Absolutely. Penne, rotini, or shells also work—just make sure they’re cooked al dente.
How do I make it extra cheesy?
Add a handful of shredded cheddar or mozzarella at the end—or bake it with cheese on top!
Can I make this ahead?
Yes, just prepare and refrigerate. Reheat gently when ready to serve.
Is this recipe freezer-friendly?
Definitely. Freeze cooled portions and reheat later for quick meals.
What veggies can I add or swap?
Try green beans, mushrooms, spinach, or bell peppers for variety.
Can I make this gluten-free?
Yes—use GF pasta and a gluten-free flour substitute for the roux.
Final Thoughts
This Chicken Noodle Skillet Casserole is one of those dishes that always brings comfort.
It’s filling, flavorful, and endlessly adaptable.
I’ve made it for weeknights, snow days, and even sick days—it never fails to warm both the belly and the heart.
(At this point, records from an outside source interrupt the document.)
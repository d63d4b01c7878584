//! Binary entry point.
use anyhow::Result;
use clap::{CommandFactory as _, Parser as _};

use homesync::cli::{self, Cli};
use homesync::{commands, logging};

fn main() -> Result<()> {
    let _ = enable_ansi_support::enable_ansi_support();
    let args = Cli::parse();

    // These two produce plain stdout output and need no logging setup.
    match &args.command {
        cli::Command::Completions(opts) => {
            clap_complete::generate(
                opts.shell,
                &mut Cli::command(),
                "homesync",
                &mut std::io::stdout(),
            );
            return Ok(());
        }
        cli::Command::Version => {
            println!("homesync {}", env!("CARGO_PKG_VERSION"));
            return Ok(());
        }
        _ => {}
    }

    let command_name = match &args.command {
        cli::Command::Backup(_) => "backup",
        cli::Command::Restore(_) => "restore",
        cli::Command::Uninstall(_) => "uninstall",
        cli::Command::List => "list",
        cli::Command::Completions(_) | cli::Command::Version => unreachable!("handled above"),
    };

    logging::init_subscriber(args.verbose, command_name);
    let log = logging::Logger::new(command_name);

    match args.command {
        cli::Command::Backup(opts) => commands::backup::run(&args.global, &opts, &log),
        cli::Command::Restore(opts) => commands::restore::run(&args.global, &opts, &log),
        cli::Command::Uninstall(opts) => commands::uninstall::run(&args.global, &opts, &log),
        cli::Command::List => commands::list::run(&args.global),
        cli::Command::Completions(_) | cli::Command::Version => unreachable!("handled above"),
    }
}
Make a big batch—you’ll be grateful for the leftovers!

Creamy Chicken Noodle Skillet Casserole
Ingredients
Method
- Cook egg noodles in salted water until al dente. Drain and set aside.
- In a large skillet or Dutch oven, melt butter. Sauté onion, celery, and carrots until tender.
- Add garlic and cook 1–2 minutes.
- Sprinkle flour over veggies, stir, and cook 1–2 minutes.
- Gradually add broth and cream, whisking until smooth.
- Stir in thyme, sage, salt, and pepper. Simmer until thickened.
- See full steps with tips & photos → https://theboatshedcafe.com/creamy-chicken-noodle-skillet-casserole/
Notes
- Rotisserie chicken makes this recipe even faster.
- If the sauce is too thick, add a splash of broth or cream.
- Add mushrooms or spinach for more veggie variety.